### Activity:
What lines of the material below hold the string "Improvements"? Copy them out.

### Supplied entries:
>>>
use crate::model::{
    AttackData, ConstructionMenu, InvestigationResult, PauseOption, SetlAttackData,
    SettlementAttackType,
};
use crate::rules::GameRules;
use crate::state::scroll::WindowedList;
use crate::state::{Overlay, OverlayKind, OverlayState};
use crate::ui::draw_order::draw_order;
use unicode_width::{UnicodeWidthChar, UnicodeWidthStr};

const MARKER: &str = "> ";
const PAD: &str = "  ";

/// Draws the visible overlays as plain lines, one block per panel.
pub struct TextRenderer<'a> {
    rules: &'a dyn GameRules,
    width: usize,
    is_night: bool,
}

impl<'a> TextRenderer<'a> {
    pub fn new(rules: &'a dyn GameRules, width: usize) -> Self {
        Self {
            rules,
            width,
            is_night: false,
        }
    }

    pub fn with_night(mut self, is_night: bool) -> Self {
        self.is_night = is_night;
        self
    }

    pub fn render(&self, state: &OverlayState) -> Vec<String> {
        let mut lines = Vec::new();
        for kind in draw_order(state) {
            let Some(overlay) = state.get(kind) else {
                continue;
            };
            lines.push(self.header(kind));
            self.panel(state, overlay, &mut lines);
        }
        lines.into_iter().map(|line| clip_to_width(&line, self.width)).collect()
    }

    fn header(&self, kind: OverlayKind) -> String {
        let title = format!("── {} ", capitalise(kind.label()));
        let used = UnicodeWidthStr::width(title.as_str());
        format!("{}{}", title, "─".repeat(self.width.saturating_sub(used)))
    }

    fn panel(&self, state: &OverlayState, overlay: &Overlay, out: &mut Vec<String>) {
        let player_name = state.current_player().map(|player| player.name.as_str());
        match overlay {
            Overlay::Victory(victory) => {
                if Some(victory.player.name.as_str()) == player_name {
                    out.push(format!("You have won a {:?} victory!", victory.victory_type));
                } else {
                    out.push(format!(
                        "{} has won a {:?} victory!",
                        victory.player.name, victory.victory_type
                    ));
                }
            }
            Overlay::Deployment => out.push("Select a tile to deploy the unit.".to_string()),
            Overlay::Elimination(player) => match player {
                Some(player) if Some(player.name.as_str()) == player_name => {
                    out.push("Game over! You have been eliminated.".to_string());
                }
                Some(player) => out.push(format!("{} has been eliminated.", player.name)),
                None => out.push("A player has been eliminated.".to_string()),
            },
            Overlay::Night { beginning } => {
                if *beginning {
                    out.push("The night has fallen. Vision is reduced.".to_string());
                } else {
                    out.push("The sun rises once again.".to_string());
                }
            }
            Overlay::CloseToVictory(victories) => {
                for victory in victories {
                    out.push(format!(
                        "{} is close to a {:?} victory.",
                        victory.player.name, victory.victory_type
                    ));
                }
            }
            Overlay::BlessNotif(blessing) => {
                if let Some(blessing) = blessing {
                    out.push(format!("Blessing completed: {}", blessing.name));
                    let unlocked = self.rules.unlocks(blessing);
                    if !unlocked.is_empty() {
                        out.push(format!("Unlocked: {}", unlocked.join(", ")));
                    }
                }
            }
            Overlay::ConstrNotif(constructions) => {
                let plural = if constructions.len() > 1 { "s" } else { "" };
                out.push(format!("Construction{plural} completed"));
                for done in constructions {
                    out.push(format!("{PAD}{} in {}", done.construction, done.settlement));
                }
            }
            Overlay::LevelNotif(settlements) => {
                let plural = if settlements.len() > 1 { "s" } else { "" };
                out.push(format!("Settlement{plural} levelled up"));
                for settlement in settlements {
                    out.push(format!("{PAD}{} is now level {}", settlement.name, settlement.level));
                }
            }
            Overlay::Warning(warning) => {
                if warning.will_have_negative_wealth {
                    out.push("Your wealth will be depleted next turn!".to_string());
                }
                if warning.has_no_blessing {
                    out.push("You are not undergoing a blessing.".to_string());
                }
                if !warning.problematic_settlements.is_empty() {
                    let names: Vec<_> = warning
                        .problematic_settlements
                        .iter()
                        .map(|settlement| settlement.name.as_str())
                        .collect();
                    out.push(format!("Idle settlements: {}", names.join(", ")));
                }
            }
            Overlay::Investigation(result) => {
                out.push(investigation_text(*result).to_string());
            }
            Overlay::Attack(data) => out.push(attack_text(data)),
            Overlay::SetlAttack(data) => out.push(setl_attack_text(data)),
            Overlay::SiegeNotif { settlement, sieger } => {
                let setl = settlement.as_ref().map_or("A settlement", |s| s.name.as_str());
                let by = sieger.as_ref().map_or("an enemy", |p| p.name.as_str());
                out.push(format!("{setl} has been placed under siege by {by}!"));
            }
            Overlay::Settlement => self.settlement_panel(state, out),
            Overlay::Unit => {
                if let Some(unit) = state.selected_unit() {
                    out.push(unit.plan.name.clone());
                    out.push(format!(
                        "Health {:.0}/{:.0}  Power {:.0}  Stamina {}/{}",
                        unit.health,
                        unit.plan.max_health,
                        unit.plan.power,
                        unit.remaining_stamina,
                        unit.plan.total_stamina
                    ));
                    if unit.besieging {
                        out.push("Remember: the siege will end if you move!".to_string());
                    }
                }
            }
            Overlay::Construction(panel) => {
                let tab = |menu: ConstructionMenu, name: &str| {
                    if panel.menu() == menu {
                        format!("[{name}]")
                    } else {
                        name.to_string()
                    }
                };
                out.push(format!(
                    "{}  {}  {}",
                    tab(ConstructionMenu::Improvements, "Improvements"),
                    tab(ConstructionMenu::Projects, "Projects"),
                    tab(ConstructionMenu::Units, "Units")
                ));
                match panel.menu() {
                    ConstructionMenu::Improvements => push_list(panel.improvements(), out, |imp| {
                        format!("{} ({:.0})", imp.name, imp.cost)
                    }),
                    ConstructionMenu::Projects => push_list(panel.projects(), out, |project| {
                        format!("{} [{:?}]", project.name, project.project_type)
                    }),
                    ConstructionMenu::Units => push_list(panel.unit_plans(), out, |plan| {
                        format!("{} ({:.0})", plan.name, plan.cost)
                    }),
                }
            }
            Overlay::Standard(panel) => {
                out.push(format!("Turn {}", state.current_turn()));
                if let Some(player) = state.current_player() {
                    out.push(format!("{} ({:?})  wealth {:.0}", player.name, player.faction, player.wealth));
                    let window = panel.status_window();
                    let total = player.settlements.len();
                    let (start, end) = window.visible_range(total);
                    for settlement in &player.settlements[start..end] {
                        let yields = self.rules.settlement_totals(player, settlement, self.is_night);
                        out.push(format!("{PAD}{:<12} {yields}", settlement.name));
                    }
                    if total > self.status_scroll_threshold(state) {
                        if let Some(footer) = window.footer(total) {
                            out.push(footer);
                        }
                    }
                }
            }
            Overlay::SetlClick(panel) => {
                let name = panel.settlement.as_ref().map_or("Unknown", |s| s.name.as_str());
                let owner = panel.owner.as_ref().map_or("nobody", |p| p.name.as_str());
                out.push(format!("{name} (held by {owner})"));
                let option = |label: &str, value: Option<SettlementAttackType>| {
                    if panel.option() == value {
                        format!("{MARKER}{label}")
                    } else {
                        format!("{PAD}{label}")
                    }
                };
                out.push(format!(
                    "{}  {}",
                    option("Attack", Some(SettlementAttackType::Attack)),
                    option("Besiege", Some(SettlementAttackType::Besiege))
                ));
                out.push(option("Cancel", None));
            }
            Overlay::Blessing(list) => push_list(list, out, |blessing| {
                format!("{} ({:.0})", blessing.name, blessing.cost)
            }),
            Overlay::Tutorial => {
                out.push("Click a tile to found your first settlement.".to_string());
            }
            Overlay::Pause(panel) => {
                for (option, label) in [
                    (PauseOption::Resume, "Resume"),
                    (PauseOption::Save, "Save"),
                    (PauseOption::Controls, "Controls"),
                    (PauseOption::Quit, "Quit"),
                ] {
                    let prefix = if panel.option() == option { MARKER } else { PAD };
                    let suffix = if option == PauseOption::Save && panel.has_saved() {
                        " (saved!)"
                    } else {
                        ""
                    };
                    out.push(format!("{prefix}{label}{suffix}"));
                }
            }
            Overlay::Controls => {
                for line in [
                    "arrows  navigate",
                    "enter   select",
                    "esc     back",
                    "s       standard overlay",
                    "p       pause",
                    "q       quit",
                ] {
                    out.push(format!("{PAD}{line}"));
                }
            }
        }
    }

    fn settlement_panel(&self, state: &OverlayState, out: &mut Vec<String>) {
        let (Some(settlement), Some(player)) = (state.current_settlement(), state.current_player())
        else {
            return;
        };
        let siege = if settlement.under_siege { " (under siege)" } else { "" };
        out.push(format!("{} level {}{siege}", settlement.name, settlement.level));
        out.push(format!(
            "Strength {:.0}  Satisfaction {:.0}",
            settlement.strength, settlement.satisfaction
        ));
        let yields = self.rules.settlement_totals(player, settlement, self.is_night);
        out.push(yields.to_string());
    }

    fn status_scroll_threshold(&self, state: &OverlayState) -> usize {
        state.config().status_scroll_threshold()
    }
}

fn push_list<T>(list: &WindowedList<T>, out: &mut Vec<String>, describe: impl Fn(&T) -> String) {
    for (idx, item) in list.visible() {
        let prefix = if list.selected_index() == Some(idx) {
            MARKER
        } else {
            PAD
        };
        out.push(format!("{prefix}{}", describe(item)));
    }
    if let Some(footer) = list.footer() {
        out.push(footer);
    }
    let prefix = if list.selected_index().is_none() {
        MARKER
    } else {
        PAD
    };
    out.push(format!("{prefix}Cancel"));
}

fn attack_text(data: &AttackData) -> String {
    let (attacker, defender) = (&data.attacker.plan.name, &data.defender.plan.name);
    match (data.player_attack, data.attacker_was_killed, data.defender_was_killed) {
        (true, true, _) => format!("Your {attacker} was killed attacking a {defender}."),
        (false, _, true) => format!("Your {defender} was killed by a {attacker}."),
        (false, true, _) => format!("A {attacker} died attacking your {defender}."),
        (true, _, true) => format!("Your {attacker} killed a {defender}."),
        (true, false, false) => format!(
            "Your {attacker} attacked a {defender} (-{:.0} / -{:.0}).",
            data.damage_to_attacker, data.damage_to_defender
        ),
        (false, false, false) => format!(
            "A {attacker} attacked your {defender} (-{:.0} / -{:.0}).",
            data.damage_to_attacker, data.damage_to_defender
        ),
    }
}

fn setl_attack_text(data: &SetlAttackData) -> String {
    let attacker = &data.attacker.plan.name;
    let settlement = &data.settlement.name;
    if data.attacker_was_killed {
        format!("The {attacker} was killed attacking {settlement}.")
    } else if data.setl_was_taken && data.player_attack {
        format!("Your {attacker} took {settlement}!")
    } else if data.setl_was_taken {
        format!("{settlement} was taken by {}.", data.setl_owner.name)
    } else if data.player_attack {
        format!(
            "Your {attacker} attacked {settlement} (-{:.0} / -{:.0}).",
            data.damage_to_attacker, data.damage_to_setl
        )
    } else {
        format!("{settlement} was attacked by a {attacker}.")
    }
}

fn investigation_text(result: Option<InvestigationResult>) -> &'static str {
    match result {
        Some(InvestigationResult::Wealth) => "The relic contained a bounty of wealth.",
        Some(InvestigationResult::Fortune) => "The relic boosted your current blessing.",
        Some(InvestigationResult::Vision) => "The relic revealed the surrounding lands.",
        Some(InvestigationResult::Health) => "The relic healed and strengthened your unit.",
        Some(InvestigationResult::Power) => "The relic increased your unit's power.",
        Some(InvestigationResult::Stamina) => "The relic increased your unit's stamina.",
        Some(InvestigationResult::Upkeep) => "The relic removed your unit's upkeep.",
        Some(InvestigationResult::Nothing) | None => "The relic was empty.",
    }
}

fn capitalise(text: &str) -> String {
    let mut chars = text.chars();
    match chars.next() {
        Some(first) => first.to_uppercase().chain(chars).collect(),
        None => String::new(),
    }
}

fn clip_to_width(text: &str, max_width: usize) -> String {
    if max_width == 0 {
        return String::new();
    }
    let mut used = 0usize;
    let mut out = String::new();
    for ch in text.chars() {
        let ch_width = UnicodeWidthChar::width(ch).unwrap_or(0);
        if used.saturating_add(ch_width) > max_width {
            break;
        }
        out.push(ch);
        used = used.saturating_add(ch_width);
    }
    out
}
<<<
### Solution to the problem:
                    tab(ConstructionMenu::Improvements, "Improvements"),
                    ConstructionMenu::Improvements => push_list(panel.improvements(), out, |imp| {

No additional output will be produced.